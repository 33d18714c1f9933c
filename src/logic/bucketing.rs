use crate::error::{HourcastError, Result};
use crate::models::{BucketedWeather, HourlyRecord, HourlySeries, WeatherType};
use chrono::NaiveDateTime;
use regex_lite::Regex;
use std::collections::BTreeSet;
use std::sync::LazyLock;

pub const HOURS_PER_DAY: usize = 24;

// Local date-time with optional seconds/fraction, then an optional offset that is discarded.
// Seconds stop at 59 so chrono's leap-second 60 never gets through.
static ISO_DATE_TIME: LazyLock<Regex> = LazyLock::new(|| {
    Regex::new(
        r"^(\d{4}-\d{2}-\d{2}T\d{2}:\d{2}(?::[0-5]\d(?:\.\d{1,9})?)?)(Z|[+-](?:[01]\d|2[0-3]):[0-5]\d)?$",
    )
    .expect("timestamp pattern is valid")
});

/// Parse an ISO-8601 local date-time, keeping wall-clock fields as given
///
/// An offset suffix is accepted but not applied.
pub fn parse_timestamp(value: &str) -> Option<NaiveDateTime> {
    let caps = ISO_DATE_TIME.captures(value)?;
    let local = caps.get(1)?.as_str();

    NaiveDateTime::parse_from_str(local, "%Y-%m-%dT%H:%M:%S%.f")
        .or_else(|_| NaiveDateTime::parse_from_str(local, "%Y-%m-%dT%H:%M"))
        .ok()
}

/// Zip the parallel series into records and group them into days of 24 hours
///
/// Fails without partial output if the series lengths differ or any timestamp is malformed.
/// Unknown weather codes fall back to [`WeatherType::FALLBACK`].
pub fn bucket_by_day(series: &HourlySeries) -> Result<BucketedWeather> {
    let expected = series.len();
    if let Some((name, actual)) = series
        .measurement_lengths()
        .into_iter()
        .find(|(_, len)| *len != expected)
    {
        return Err(HourcastError::MalformedSeries {
            series: name,
            expected,
            actual,
        });
    }

    let mut buckets = BucketedWeather::new();
    let mut unknown_codes = BTreeSet::new();
    for (index, raw_time) in series.time.iter().enumerate() {
        let time = parse_timestamp(raw_time).ok_or_else(|| HourcastError::MalformedTimestamp {
            index,
            value: raw_time.clone(),
        })?;

        let code = series.weather_codes[index];
        let weather_type = WeatherType::try_from_wmo(code).unwrap_or_else(|| {
            unknown_codes.insert(code);
            WeatherType::FALLBACK
        });

        let record = HourlyRecord {
            time,
            temperature_celsius: series.temperatures[index],
            pressure: series.pressures[index],
            wind_speed: series.wind_speeds[index],
            humidity: series.humidities[index],
            weather_type,
        };

        buckets
            .entry(index / HOURS_PER_DAY)
            .or_insert_with(|| Vec::with_capacity(HOURS_PER_DAY))
            .push(record);
    }

    if !unknown_codes.is_empty() {
        tracing::warn!(
            "Unknown weather codes {:?}, using {}",
            unknown_codes,
            WeatherType::FALLBACK
        );
    }
    tracing::debug!("Bucketed {} hours into {} days", expected, buckets.len());
    Ok(buckets)
}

┄┄┄┄┄┄┄┄┄┄

— Try it —
Your task is to repeat each of the records above exactly.

— Response area —
repository 33d18714c1f9933c
filename src/logic/bucketing.rs
use crate::error::{HourcastError, Result};
use crate::models::{BucketedWeather, HourlyRecord, HourlySeries, WeatherType};
use chrono::NaiveDateTime;
use regex_lite::Regex;
use std::collections::BTreeSet;
use std::sync::LazyLock;

pub const HOURS_PER_DAY: usize = 24;

// Local date-time with optional seconds/fraction, then an optional offset that is discarded.
// Seconds stop at 59 so chrono's leap-second 60 never gets through.
static ISO_DATE_TIME: LazyLock<Regex> = LazyLock::new(|| {
    Regex::new(
        r"^(\d{4}-\d{2}-\d{2}T\d{2}:\d{2}(?::[0-5]\d(?:\.\d{1,9})?)?)(Z|[+-](?:[01]\d|2[0-3]):[0-5]\d)?$",
    )
    .expect("timestamp pattern is valid")
});

/// Parse an ISO-8601 local date-time, keeping wall-clock fields as given
///
/// An offset suffix is accepted but not applied.
pub fn parse_timestamp(value: &str) -> Option<NaiveDateTime> {
    let caps = ISO_DATE_TIME.captures(value)?;
    let local = caps.get(1)?.as_str();

    NaiveDateTime::parse_from_str(local, "%Y-%m-%dT%H:%M:%S%.f")
        .or_else(|_| NaiveDateTime::parse_from_str(local, "%Y-%m-%dT%H:%M"))
        .ok()
}

/// Zip the parallel series into records and group them into days of 24 hours
///
/// Fails without partial output if the series lengths differ or any timestamp is malformed.
/// Unknown weather codes fall back to [`WeatherType::FALLBACK`].
pub fn bucket_by_day(series: &HourlySeries) -> Result<BucketedWeather> {
    let expected = series.len();
    if let Some((name, actual)) = series
        .measurement_lengths()
        .into_iter()
        .find(|(_, len)| *len != expected)
    {
        return Err(HourcastError::MalformedSeries {
            series: name,
            expected,
            actual,
        });
    }

    let mut buckets = BucketedWeather::new();
    let mut unknown_codes = BTreeSet::new();
    for (index, raw_time) in series.time.iter().enumerate() {
        let time = parse_timestamp(raw_time).ok_or_else(|| HourcastError::MalformedTimestamp {
            index,
            value: raw_time.clone(),
        })?;

        let code = series.weather_codes[index];
        let weather_type = WeatherType::try_from_wmo(code).unwrap_or_else(|| {
            unknown_codes.insert(code);
            WeatherType::FALLBACK
        });

        let record = HourlyRecord {
            time,
            temperature_celsius: series.temperatures[index],
            pressure: series.pressures[index],
            wind_speed: series.wind_speeds[index],
            humidity: series.humidities[index],
            weather_type,
        };

        buckets
            .entry(index / HOURS_PER_DAY)
            .or_insert_with(|| Vec::with_capacity(HOURS_PER_DAY))
            .push(record);
    }

    if !unknown_codes.is_empty() {
        tracing::warn!(
            "Unknown weather codes {:?}, using {}",
            unknown_codes,
            WeatherType::FALLBACK
        );
    }
    tracing::debug!("Bucketed {} hours into {} days", expected, buckets.len());
    Ok(buckets)
}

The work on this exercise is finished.